I don’t think so. I love science, biology specifically, though I appreciate the other disciplines. And I’m totally committed to my faith. I think science and faith can be reconciled in ways that we just need to take the time to understand. I’m actually really surprised I haven’t written about their intersections before. So. Let’s dive in, shall we?

A lot of the questions seem to revolve around the origin of the universe and evolution.  We ask, how can the Earth be as old as science says it is, or how can evolution be possible, when Genesis says something else? Shouldn’t we trust the Bible, the source of truth? OR, shouldn’t we trust these cold, empirical facts that have been proven countless times? Nothing proves the existence of God, and how can we trust something we don’t have proof in? Now I’m not here to give robust, theologically and scientifically sound answers to these questions simply because I don’t have all of the knowledge necessary to do so. So I’m sorry to introduce those questions and then not answer them. But I still have something to say, as evidenced by the paragraphs of words below this.

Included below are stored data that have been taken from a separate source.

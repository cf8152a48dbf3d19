use thiserror::Error;

use crate::core::types::{Axis, BuildingId, GridCoord, LotId, ParcelId};

#[derive(Error, Debug)]
pub enum LayoutError {
    #[error("Invalid configuration: {0}")]
    InvalidConfig(String),

    #[error("Layout produced {found} tracts after {attempts} attempts, {required} required")]
    InsufficientTracts {
        required: usize,
        found: usize,
        attempts: u32,
    },

    #[error("No {axis:?} street fronts grid position {coord:?}")]
    MissingFrontage { axis: Axis, coord: GridCoord },

    #[error("Lot {0:?} has no street frontage")]
    NoFrontage(LotId),

    #[error("Layout holds no lots to place a downtown on")]
    EmptyLayout,

    #[error("Parcel graph is split into {components} components")]
    Disconnected { components: usize },

    #[error("No path from parcel {from:?} to parcel {to:?}")]
    Unreachable { from: ParcelId, to: ParcelId },

    #[error("Lot not found: {0:?}")]
    UnknownLot(LotId),

    #[error("Residence not found: {0:?}")]
    UnknownResidence(BuildingId),

    #[error("Building {building:?} does not stand on lot {lot:?}")]
    BuildingNotOnLot { building: BuildingId, lot: LotId },

    #[error("Lot {lot:?} is already occupied by {building:?}")]
    LotOccupied { lot: LotId, building: BuildingId },

    #[error("IO error: {0}")]
    IoError(#[from] std::io::Error),

    #[error("Config parse error: {0}")]
    TomlError(#[from] toml::de::Error),

    #[error("Serialization error: {0}")]
    SerdeError(#[from] serde_json::Error),
}

pub type Result<T> = std::result::Result<T, LayoutError>;
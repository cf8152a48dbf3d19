//! Parcel adjacency graph
//!
//! A read-only copy of parcel neighbour lists, indexed by `ParcelId`.
//! Shared freely across search workers once built.

use crate::core::error::{LayoutError, Result};
use crate::core::types::{GridCoord, ParcelId};
use crate::layout::parcel::Parcel;

#[derive(Debug, Clone, Default)]
pub struct AdjacencyGraph {
    adjacency: Vec<Vec<ParcelId>>,
    coords: Vec<GridCoord>,
}

impl AdjacencyGraph {
    pub fn from_parcels(parcels: &[Parcel]) -> Self {
        Self {
            adjacency: parcels.iter().map(|p| p.neighbors.clone()).collect(),
            coords: parcels.iter().map(|p| p.coords).collect(),
        }
    }

    pub fn len(&self) -> usize {
        self.adjacency.len()
    }

    pub fn is_empty(&self) -> bool {
        self.adjacency.is_empty()
    }

    #[inline]
    pub fn neighbors(&self, parcel: ParcelId) -> &[ParcelId] {
        self.adjacency
            .get(parcel.index())
            .map(Vec::as_slice)
            .unwrap_or(&[])
    }

    #[inline]
    pub fn coords(&self, parcel: ParcelId) -> Option<GridCoord> {
        self.coords.get(parcel.index()).copied()
    }

    /// Every edge appears in both endpoint lists
    pub fn is_symmetric(&self) -> bool {
        self.adjacency.iter().enumerate().all(|(i, neighbors)| {
            neighbors
                .iter()
                .all(|n| self.neighbors(*n).contains(&ParcelId(i as u32)))
        })
    }

    /// Number of connected components (flood fill)
    pub fn components(&self) -> usize {
        let mut seen = vec![false; self.len()];
        let mut count = 0;
        let mut stack = Vec::new();

        for root in 0..self.len() {
            if seen[root] {
                continue;
            }
            count += 1;
            seen[root] = true;
            stack.push(ParcelId(root as u32));
            while let Some(current) = stack.pop() {
                for &next in self.neighbors(current) {
                    if !seen[next.index()] {
                        seen[next.index()] = true;
                        stack.push(next);
                    }
                }
            }
        }
        count
    }

    /// Fail unless every parcel can reach every other
    pub fn ensure_connected(&self) -> Result<()> {
        match self.components() {
            0 | 1 => Ok(()),
            components => Err(LayoutError::Disconnected { components }),
        }
    }
}

#[cfg(test)]
mod tests {
    use super::*;
    use crate::core::types::{Axis, StreetId};
    use crate::layout::parcel::link_parcels;

    fn line(n: u32) -> Vec<Parcel> {
        let mut parcels: Vec<Parcel> = (0..n)
            .map(|i| {
                Parcel::new(
                    ParcelId(i),
                    StreetId(0),
                    (i + 1) * 100,
                    GridCoord::new(1, i as i32 + 1),
                    Axis::NorthSouth,
                )
            })
            .collect();
        for i in 1..n {
            link_parcels(&mut parcels, ParcelId(i - 1), ParcelId(i));
        }
        parcels
    }

    #[test]
    fn test_line_is_connected_and_symmetric() {
        let graph = AdjacencyGraph::from_parcels(&line(5));
        assert_eq!(graph.len(), 5);
        assert!(graph.is_symmetric());
        assert_eq!(graph.components(), 1);
        assert!(graph.ensure_connected().is_ok());
        assert_eq!(graph.neighbors(ParcelId(2)), &[ParcelId(1), ParcelId(3)]);
        assert_eq!(graph.coords(ParcelId(4)), Some(GridCoord::new(1, 5)));
    }

    #[test]
    fn test_split_graph_is_reported() {
        let mut parcels = line(4);
        parcels[1].neighbors.retain(|n| *n != ParcelId(2));
        parcels[2].neighbors.retain(|n| *n != ParcelId(1));
        let graph = AdjacencyGraph::from_parcels(&parcels);
        assert_eq!(graph.components(), 2);
        assert!(matches!(
            graph.ensure_connected(),
            Err(LayoutError::Disconnected { components: 2 })
        ));
    }

    #[test]
    fn test_unknown_parcel_has_no_neighbors() {
        let graph = AdjacencyGraph::from_parcels(&line(2));
        assert!(graph.neighbors(ParcelId(9)).is_empty());
        assert_eq!(graph.coords(ParcelId(9)), None);
    }
}
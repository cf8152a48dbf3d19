//! Point quadtree used to carve the land into square regions
//!
//! Boxes are bucketed in leaf nodes; a leaf that overflows its capacity
//! splits into four equal quadrants and pushes its boxes down. A box that
//! straddles both centre lines stays with the node it reached. The leaf
//! squares left over once all samples are in are the town's macro regions.

use serde::{Deserialize, Serialize};

/// Axis-aligned box inserted into the tree
#[derive(Debug, Clone, Copy, PartialEq)]
pub struct Rect {
    pub min_x: f64,
    pub min_y: f64,
    pub max_x: f64,
    pub max_y: f64,
}

impl Rect {
    /// Unit box anchored at a point
    pub fn unit_at(x: f64, y: f64) -> Self {
        Self {
            min_x: x,
            min_y: y,
            max_x: x + 1.0,
            max_y: y + 1.0,
        }
    }
}

/// A square leaf region, in land units (y grows southward)
#[derive(Debug, Clone, Copy, PartialEq, Eq, Hash, Serialize, Deserialize)]
pub struct LandRegion {
    pub west: i32,
    pub north: i32,
    pub width: i32,
}

impl LandRegion {
    pub fn new(west: i32, north: i32, width: i32) -> Self {
        Self { west, north, width }
    }

    pub fn east(&self) -> i32 {
        self.west + self.width
    }

    pub fn south(&self) -> i32 {
        self.north + self.width
    }

    /// Number of unit parcels along each side
    pub fn parcels_per_side(&self) -> i32 {
        self.width / 2
    }
}

#[derive(Debug, Clone, Copy)]
struct SplitRule {
    capacity: usize,
    max_depth: u32,
    min_width: f64,
}

#[derive(Debug, Clone)]
struct QuadNode {
    center_x: f64,
    center_y: f64,
    width: f64,
    depth: u32,
    items: Vec<Rect>,
    /// Empty, or exactly four quadrants: NW, SW, NE, SE
    children: Vec<QuadNode>,
}

impl QuadNode {
    fn new(center_x: f64, center_y: f64, width: f64, depth: u32) -> Self {
        Self {
            center_x,
            center_y,
            width,
            depth,
            items: Vec::new(),
            children: Vec::new(),
        }
    }

    fn insert(&mut self, rect: Rect, rule: SplitRule) {
        if self.children.is_empty() {
            self.items.push(rect);
            if self.items.len() > rule.capacity
                && self.depth < rule.max_depth
                && self.width > rule.min_width
            {
                self.split(rule);
            }
        } else {
            self.insert_into_children(rect, rule);
        }
    }

    fn insert_into_children(&mut self, rect: Rect, rule: SplitRule) {
        let (cx, cy) = (self.center_x, self.center_y);

        if rect.min_x <= cx && rect.max_x >= cx && rect.min_y <= cy && rect.max_y >= cy {
            self.items.push(rect);
            return;
        }

        if rect.min_x <= cx {
            if rect.min_y <= cy {
                self.children[0].insert(rect, rule);
            }
            if rect.max_y >= cy {
                self.children[1].insert(rect, rule);
            }
        }
        if rect.max_x > cx {
            if rect.min_y <= cy {
                self.children[2].insert(rect, rule);
            }
            if rect.max_y >= cy {
                self.children[3].insert(rect, rule);
            }
        }
    }

    fn split(&mut self, rule: SplitRule) {
        let quarter = self.width / 4.0;
        let half = self.width / 2.0;
        let depth = self.depth + 1;
        let (cx, cy) = (self.center_x, self.center_y);

        self.children = vec![
            QuadNode::new(cx - quarter, cy - quarter, half, depth),
            QuadNode::new(cx - quarter, cy + quarter, half, depth),
            QuadNode::new(cx + quarter, cy - quarter, half, depth),
            QuadNode::new(cx + quarter, cy + quarter, half, depth),
        ];

        let items = std::mem::take(&mut self.items);
        for rect in items {
            self.insert_into_children(rect, rule);
        }
    }

    fn collect_leaves(&self, min_width: f64, out: &mut Vec<LandRegion>) {
        if self.children.is_empty() {
            if self.width > min_width {
                let half = self.width * 0.5;
                out.push(LandRegion::new(
                    (self.center_x - half) as i32,
                    (self.center_y - half) as i32,
                    self.width as i32,
                ));
            }
            return;
        }
        for child in &self.children {
            child.collect_leaves(min_width, out);
        }
    }

    fn max_depth(&self) -> u32 {
        self.children
            .iter()
            .map(|c| c.max_depth())
            .max()
            .unwrap_or(self.depth)
    }
}

/// Recursive quad-subdividing index over a square plot of land
#[derive(Debug, Clone)]
pub struct QuadTree {
    root: QuadNode,
    rule: SplitRule,
}

impl QuadTree {
    /// Nodes of this width or narrower never split and never become regions
    pub const MIN_REGION_WIDTH: f64 = 1.0;

    pub fn new(size: f64, capacity: usize, max_depth: u32) -> Self {
        Self {
            root: QuadNode::new(size / 2.0, size / 2.0, size, 0),
            rule: SplitRule {
                capacity,
                max_depth,
                min_width: Self::MIN_REGION_WIDTH,
            },
        }
    }

    pub fn insert(&mut self, rect: Rect) {
        let rule = self.rule;
        self.root.insert(rect, rule);
    }

    /// Leaf squares wider than one unit, in depth-first NW, SW, NE, SE order
    pub fn leaves(&self) -> Vec<LandRegion> {
        let mut out = Vec::new();
        self.root.collect_leaves(self.rule.min_width, &mut out);
        out
    }

    pub fn depth(&self) -> u32 {
        self.root.max_depth()
    }
}

#[cfg(test)]
mod tests {
    use super::*;

    #[test]
    fn test_empty_tree_is_single_region() {
        let tree = QuadTree::new(16.0, 10, 20);
        assert_eq!(tree.leaves(), vec![LandRegion::new(0, 0, 16)]);
        assert_eq!(tree.depth(), 0);
    }

    #[test]
    fn test_split_on_overflow() {
        let mut tree = QuadTree::new(16.0, 2, 20);
        tree.insert(Rect::unit_at(1.0, 1.0));
        tree.insert(Rect::unit_at(13.0, 1.0));
        assert_eq!(tree.leaves().len(), 1);

        tree.insert(Rect::unit_at(1.0, 13.0));
        let leaves = tree.leaves();
        assert_eq!(leaves.len(), 4);
        assert!(leaves.iter().all(|r| r.width == 8));
        assert_eq!(leaves[0], LandRegion::new(0, 0, 8));
        assert_eq!(leaves[1], LandRegion::new(0, 8, 8));
        assert_eq!(leaves[2], LandRegion::new(8, 0, 8));
        assert_eq!(leaves[3], LandRegion::new(8, 8, 8));
    }

    #[test]
    fn test_leaves_tile_land_without_overlap() {
        let mut tree = QuadTree::new(16.0, 2, 20);
        for i in 0..12 {
            let p = (i as f64 * 1.3) % 15.0;
            tree.insert(Rect::unit_at(p, 15.0 - p));
        }
        let leaves = tree.leaves();
        let area: i32 = leaves.iter().map(|r| r.width * r.width).sum();
        assert!(area <= 256);
        for (i, a) in leaves.iter().enumerate() {
            for b in leaves.iter().skip(i + 1) {
                let disjoint = a.east() <= b.west
                    || b.east() <= a.west
                    || a.south() <= b.north
                    || b.south() <= a.north;
                assert!(disjoint, "{:?} overlaps {:?}", a, b);
            }
        }
    }

    #[test]
    fn test_unit_cells_are_dropped() {
        // Pile boxes into one corner until cells bottom out at width 1
        let mut tree = QuadTree::new(16.0, 1, 20);
        for _ in 0..4 {
            tree.insert(Rect::unit_at(0.1, 0.1));
        }
        tree.insert(Rect::unit_at(0.2, 0.2));
        assert!(tree.leaves().iter().all(|r| r.width > 1));
        assert!(tree.depth() >= 4);
    }

    #[test]
    fn test_region_edges() {
        let r = LandRegion::new(4, 2, 4);
        assert_eq!(r.east(), 8);
        assert_eq!(r.south(), 6);
        assert_eq!(r.parcels_per_side(), 2);
    }
}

I think the funny thing is that both sides have a limited view of God and a puffed up view of human knowledge. On the exclusive faith side, we fall into the trap of thinking we understand the Bible perfectly, that the way we have read it for all of history is the only way it can be read. I’m not saying the Bible isn’t true; I’m saying we need to give ourselves a little less credit and accept that maybe it’s a bit more complicated than the way we picture it, that we cannot understand it fully, that we cannot understand God fully.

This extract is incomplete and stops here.